Beyond the joy of falling in love with English and American literature and classic philosophy in my undergraduate days at Albion College in the late 1950s, I learned to think. In my case, the professor who saw to that was the late Joseph James Irwin. He taught literature, but what he was about was coaching his students in the art of synthesis -- i.e. to figure out how things are related.

 

On the basis of what they would have had to absorb before being graduated from Albion, I can think offhand of six of my fellow alumni of that era, who, plausibly, could have been credible candidates for the presidency in their later years.

 

I shall name them: Robert Teeter, now of blessed memory, Virginia Baldwin, Ted Everingham, James Boxall, Jim Kingsley and Dennis Cawthorne. Teeter reached the political heights as the pollster for George H.W. Bush. Bush should have listened more carefully to him. Cawthorne had a long and distinguished career in the Michigan Legislature. Kingsley is a much-admired judge, now retired from the bench.

 

Boxall will forget more about politics and policy than a good many presidential hopefuls of this era put together will ever know. Baldwin, a Phi Beta Kappa and double major -- English and economics -- had pitch-perfect poise. Everingham acquired a plummy voice from his work in radio, which only enhanced his legal acumen as a University of Michigan Law School graduate and long-time practitioner.

 

These were and are serious people against the likes of whom those who seek high office must be judged.

 

It is worrisome when those who aspire to leadership of a country as rich and powerful as the United States of America devalue education and suggest that "intellectual" is a bad word. As has been observed, Lincoln had no ordinary academic credentials. Yet the Great Emancipator was sometimes nearly driven to distraction by competing ideas as he wrestled with the moral issues of slavery and the necessity to defeat the South in order to end it.

 

Read his Second Inaugural address and see for yourself how troubled he was as he sensed what he took to be the presence of divine judgment in the catastrophe of the War Between the States. Lincoln weighed the facts and brought forth ideas based upon them.

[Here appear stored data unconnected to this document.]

//! Loaders: vendor XML → in-memory model.
//!
//! Every public loader is total. Missing files, malformed markup, and absent
//! sections all short-circuit to the loader's documented fallback value; no
//! parse condition surfaces to the caller. The editor must stay usable even
//! when pointed at a broken or partial export.

pub mod casetable;
pub mod fieldsets;

use std::path::Path;

use indexmap::IndexMap;
use tracing::debug;

use crate::ids::IdGen;
use crate::model::{DocumentModel, FileInfoField, MenuItem, ScanPlane};
use crate::model::fields::Device;
use crate::xml::XmlNode;

pub use casetable::load_casetable_payload;
pub use fieldsets::load_fieldsets_and_shapes;

// ── Section tags of the vendor dialect ──────────────────────────────

pub const FILEINFO_TAG: &str = "FileInfo";
pub const SCANPLANES_TAG: &str = "Export_ScanPlanes";
pub const FIELDSETS_TAG: &str = "Export_FieldsetsAndFields";
pub const CASETABLES_TAG: &str = "Export_CasetablesAndCases";

/// One parsed (or unparsable) source document.
///
/// Construction never fails: an unreadable file or malformed markup yields a
/// document with no root, and every query on it returns its fallback. The
/// path to load comes in explicitly; there is no process-wide configuration.
#[derive(Debug, Default)]
pub struct SgDocument {
    root: Option<XmlNode>,
}

impl SgDocument {
    /// Read and parse a document from disk. Total: IO and parse failures
    /// yield an empty document.
    #[must_use]
    pub fn from_path(path: &Path) -> Self {
        match std::fs::read_to_string(path) {
            Ok(source) => Self::from_source(&source),
            Err(e) => {
                debug!(path = %path.display(), error = %e, "source document unreadable, using fallbacks");
                Self::default()
            }
        }
    }

    /// Parse a document from a string. Total: malformed markup yields an
    /// empty document.
    #[must_use]
    pub fn from_source(source: &str) -> Self {
        match XmlNode::parse(source) {
            Ok(root) => Self { root: Some(root) },
            Err(e) => {
                debug!(error = %e, "source document unparsable, using fallbacks");
                Self::default()
            }
        }
    }

    #[must_use]
    pub fn root(&self) -> Option<&XmlNode> {
        self.root.as_ref()
    }

    /// Attributes of the `SdImportExport` root, verbatim.
    #[must_use]
    pub fn root_attributes(&self) -> IndexMap<String, String> {
        self.root
            .as_ref()
            .map(|r| r.attributes.clone())
            .unwrap_or_default()
    }

    /// Attributes of one top-level section (e.g. the `Timestamp` each export
    /// section carries).
    #[must_use]
    pub fn section_attributes(&self, tag: &str) -> IndexMap<String, String> {
        self.root
            .as_ref()
            .and_then(|r| r.find(tag))
            .map(|s| s.attributes.clone())
            .unwrap_or_default()
    }

    /// Side-menu entries: one per root child, summarizing the first two
    /// attributes in document order.
    #[must_use]
    pub fn menu_items(&self) -> Vec<MenuItem> {
        let Some(root) = self.root.as_ref() else {
            return fallback_menu_items();
        };

        let items: Vec<MenuItem> = root
            .children
            .iter()
            .map(|child| {
                let summary_parts: Vec<String> = child
                    .attributes
                    .iter()
                    .take(2)
                    .map(|(key, value)| format!("{key}={value}"))
                    .collect();
                let summary = if summary_parts.is_empty() {
                    "No additional attributes".to_string()
                } else {
                    summary_parts.join(" / ")
                };
                MenuItem {
                    tag: child.tag.clone(),
                    summary,
                }
            })
            .collect();

        if items.is_empty() {
            fallback_menu_items()
        } else {
            items
        }
    }

    /// FileInfo children as editable tag/value rows.
    #[must_use]
    pub fn fileinfo_fields(&self) -> Vec<FileInfoField> {
        let Some(file_info) = self.root.as_ref().and_then(|r| r.find(FILEINFO_TAG)) else {
            return Vec::new();
        };
        file_info
            .children
            .iter()
            .map(|child| FileInfoField {
                tag: child.tag.clone(),
                value: child.text.clone(),
            })
            .collect()
    }

    /// Structured data for `Export_ScanPlanes`.
    #[must_use]
    pub fn scan_planes(&self) -> Vec<ScanPlane> {
        let Some(export) = self.root.as_ref().and_then(|r| r.find(SCANPLANES_TAG)) else {
            return Vec::new();
        };
        export
            .find_all("ScanPlane")
            .map(|plane| ScanPlane {
                attributes: plane.attributes.clone(),
                devices: load_devices(plane),
            })
            .collect()
    }
}

/// `Devices/Device` attribute maps of a ScanPlane, in document order.
pub(crate) fn load_devices(plane: &XmlNode) -> Vec<Device> {
    plane
        .find("Devices")
        .map(|devices| {
            devices
                .find_all("Device")
                .map(|device| Device {
                    attributes: device.attributes.clone(),
                })
                .collect()
        })
        .unwrap_or_default()
}

/// The fixed menu shown when no document is loadable at all.
#[must_use]
pub fn fallback_menu_items() -> Vec<MenuItem> {
    [
        (FILEINFO_TAG, "Metadata"),
        (SCANPLANES_TAG, "Scan plane definitions"),
        (FIELDSETS_TAG, "Fieldsets (placeholder)"),
        (CASETABLES_TAG, "Case tables (placeholder)"),
    ]
    .into_iter()
    .map(|(tag, summary)| MenuItem {
        tag: tag.to_string(),
        summary: summary.to_string(),
    })
    .collect()
}

/// First candidate present in the attribute map, in priority order.
///
/// This is the "which attribute drives the edited value" lookup used for
/// static inputs and speed-activation blocks.
#[must_use]
pub fn resolve_key<'a>(
    attrs: &IndexMap<String, String>,
    candidates: &[&'a str],
) -> Option<&'a str> {
    candidates
        .iter()
        .copied()
        .find(|candidate| attrs.contains_key(*candidate))
}

/// Assemble the combined payload a render endpoint serves as the initial
/// client-side model.
#[must_use]
pub fn load_document_model(doc: &SgDocument, ids: &mut dyn IdGen) -> DocumentModel {
    let (fieldsets, shapes, triorb_source) = load_fieldsets_and_shapes(doc, ids);
    DocumentModel {
        root_attributes: doc.root_attributes(),
        menu_items: doc.menu_items(),
        fileinfo_attributes: doc.section_attributes(FILEINFO_TAG),
        fileinfo_fields: doc.fileinfo_fields(),
        scan_planes_attributes: doc.section_attributes(SCANPLANES_TAG),
        scan_planes: doc.scan_planes(),
        fieldsets_attributes: doc.section_attributes(FIELDSETS_TAG),
        fieldsets,
        casetables_attributes: doc.section_attributes(CASETABLES_TAG),
        casetable: load_casetable_payload(doc),
        shapes,
        triorb_source,
    }
}

#[cfg(test)]
#[allow(clippy::unwrap_used, clippy::expect_used, clippy::indexing_slicing)]
mod tests {
    use super::*;

    fn wrap(body: &str) -> String {
        format!(
            "<?xml version=\"1.0\" encoding=\"utf-8\"?>\n<SdImportExport>{body}</SdImportExport>"
        )
    }

    #[test]
    fn menu_items_fall_back_when_source_is_missing() {
        let doc = SgDocument::from_path(Path::new("no/such/file.sgexml"));
        let items = doc.menu_items();
        assert_eq!(items.len(), 4);
        assert_eq!(items[0].tag, "FileInfo");
        assert_eq!(items[0].summary, "Metadata");
    }

    #[test]
    fn menu_items_fall_back_on_malformed_markup() {
        let doc = SgDocument::from_source("<SdImportExport><FileInfo></SdImportExport");
        assert_eq!(doc.menu_items(), fallback_menu_items());
    }

    #[test]
    fn menu_items_summarize_first_two_attributes() {
        let doc = SgDocument::from_source(&wrap(
            r#"<FileInfo Creator="Tool" Version="1.0" Extra="ignored" />
               <Export_ScanPlanes Timestamp="2025-01-01T00:00:00Z" />
               <Export_FieldsetsAndFields />"#,
        ));

        let items = doc.menu_items();
        assert_eq!(items[0].summary, "Creator=Tool / Version=1.0");
        assert_eq!(items[1].summary, "Timestamp=2025-01-01T00:00:00Z");
        assert_eq!(items[2].summary, "No additional attributes");
    }

    #[test]
    fn fileinfo_fields_return_trimmed_tag_value_pairs() {
        let doc = SgDocument::from_source(&wrap(
            "<FileInfo>
                <ContentId>
                    Scanner Complete Export
                </ContentId>
                <Company>Example Corp</Company>
                <CreationToolVersion></CreationToolVersion>
            </FileInfo>
            <Export_ScanPlanes />",
        ));

        let fields = doc.fileinfo_fields();
        assert_eq!(fields.len(), 3);
        assert_eq!(fields[0].tag, "ContentId");
        assert_eq!(fields[0].value, "Scanner Complete Export");
        assert_eq!(fields[2].value, "");
    }

    #[test]
    fn scan_planes_return_devices() {
        let doc = SgDocument::from_source(&wrap(
            r#"<Export_ScanPlanes>
                <ScanPlane Index="0" Name="Plane A" MultipleSampling="2">
                    <Devices>
                        <Device Index="1" Typekey="NANS3-TEST" />
                    </Devices>
                </ScanPlane>
            </Export_ScanPlanes>"#,
        ));

        let planes = doc.scan_planes();
        assert_eq!(planes.len(), 1);
        assert_eq!(planes[0].attributes.get("Name").map(String::as_str), Some("Plane A"));
        assert_eq!(
            planes[0].devices[0].attributes.get("Typekey").map(String::as_str),
            Some("NANS3-TEST")
        );
    }

    #[test]
    fn resolve_key_honors_priority_order() {
        let mut attrs = IndexMap::new();
        attrs.insert("Level".to_string(), "3".to_string());
        attrs.insert("State".to_string(), "High".to_string());

        assert_eq!(resolve_key(&attrs, &["Value", "State", "Level", "Mode"]), Some("State"));
        assert_eq!(resolve_key(&attrs, &["Mode", "Type"]), None);
        assert_eq!(resolve_key(&IndexMap::new(), &["Value"]), None);
    }

    #[test]
    fn root_attributes_pass_through() {
        let doc = SgDocument::from_source(
            r#"<SdImportExport Version="2.1" Tool="SafetyDesigner"><FileInfo/></SdImportExport>"#,
        );
        let attrs = doc.root_attributes();
        assert_eq!(attrs.get("Version").map(String::as_str), Some("2.1"));
        assert!(SgDocument::from_source("not xml").root_attributes().is_empty());
    }
}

That very process is what education is about.

 

Education is not like observing which way the wind blows and allowing the ship of any state to be carried willy-nilly in that direction. It is about understanding the nature of the wind itself and, if need be, take measures to use its force to bring the ship safely into port.

 

A good sailor tacks into a prevailing wind in such a way that his craft is actually moved forward in the direction he knows his boat must go lest it founder. He can run before the wind if he pleases, but eventually he will have to come about and deal with it. His education as a sailor will have taught him that.

 


Copyright 2015 Harry T. Cook. All rights reserved. This article may not be used or reproduced without proper credit.
 


Readers Write
Re essay of 2/20/15 Saying Goodbye to the Last Train
 

Dave White, New Orleans, Louisiana:

What a joy to read! What sadness it recalls. This is a great piece.

 

Caroline Lipski, Aurora, Colorado:  

Your essay about the "last train" made me cry. I'm wondering what that train represents for you now. You write so lyrically.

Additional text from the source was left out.